In the same way, on 20 March 2020, the Fisher values between canola and other ground objects were high. Those results proved that the Sentinel-2 image on 20 March 2020 had the best potential to identify canola. Therefore, Sentinel-2 images during canola flowering were used to map canola.

3.2. Optimum Canola Flower Index

In accordance with the three features for building the CFI (Section 2.4), eight canola flower indices were derived:

C F I_{1} = N D V I + s u m_{r e d, g r e e n} + d i f f_{g r e e n, b l u e}

(5)

C F I_{2} = N D V I \times s u m_{r e d, g r e e n} \times d i f f_{g r e e n, b l u e}

(6)

C F I_{3} = N D V I \times (s u m_{r e d, g r e e n} + d i f f_{g r e e n, b l u e})

(7)

C F I_{4} = s u m_{r e d, g r e e n} \times (N D V I + d i f f_{g r e e n, b l u e})

(8)

C F I_{5} = d i f f_{g r e e n, b l u e} \times (s u m_{r e d, g r e e n} + N D V I)

(9)

C F I_{6} = N D V I_{i} + s u m_{r e d, g r e e n} \times d i f f_{g r e e n, b l u e}

(10)

C F I_{7} = s u m_{r e d, g r e e n} + N D V I_{i} \times d i f f_{g r e e n, b l u e}

(11)

C F I_{8} = d i f f_{g r e e n, b l u e} + N D V I_{i} \times s u m_{r e d, g r e e n}

(12)

where sum_{red, green} is the sum of spectral reflectance on the red and green spectral wavebands, and diff_{green, blue} is the difference between the green and blue spectral wavebands.

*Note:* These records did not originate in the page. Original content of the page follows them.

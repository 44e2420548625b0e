//! Forecasting models.

mod traits;

pub mod baseline;
pub mod sarimax;

pub use baseline::TrailingAverage;
pub use sarimax::{ArimaOrder, FittedSarimax, SarimaxEstimator, SeasonalOrder};
pub use traits::{Estimator, ExogMatrix, FittedModel};
//! Numerical helpers shared by the feature builder, estimator and evaluator.

pub mod metrics;
pub mod ols;
pub mod optimization;
pub mod stats;

pub use metrics::{evaluate, AccuracyBand, AccuracyMetrics, MapePolicy};
pub use ols::{ols_fit, OlsFit};
pub use optimization::{nelder_mead, Minimum, NelderMeadConfig};
pub use stats::{mean, quantile, round_to};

s u m_{r e d, g r e e n} = β_{r e d} + β_{g r e e n}

(13)

d i f f_{g r e e n, b l u e} = β_{g r e e n} - β_{b l u e}

(14)

N D V I = (β_{n i r} - β_{r e d}) / (β_{n i r} + β_{r e d})

(15)

where β_red, β_green, β_blue, and β_nir are the spectral reflectance on red, green, blue, and NIR wavebands, respectively.

For the different CFI images on 20 March 2020, the Fisher values between canola and the other four types of ground objects are shown in Table 2.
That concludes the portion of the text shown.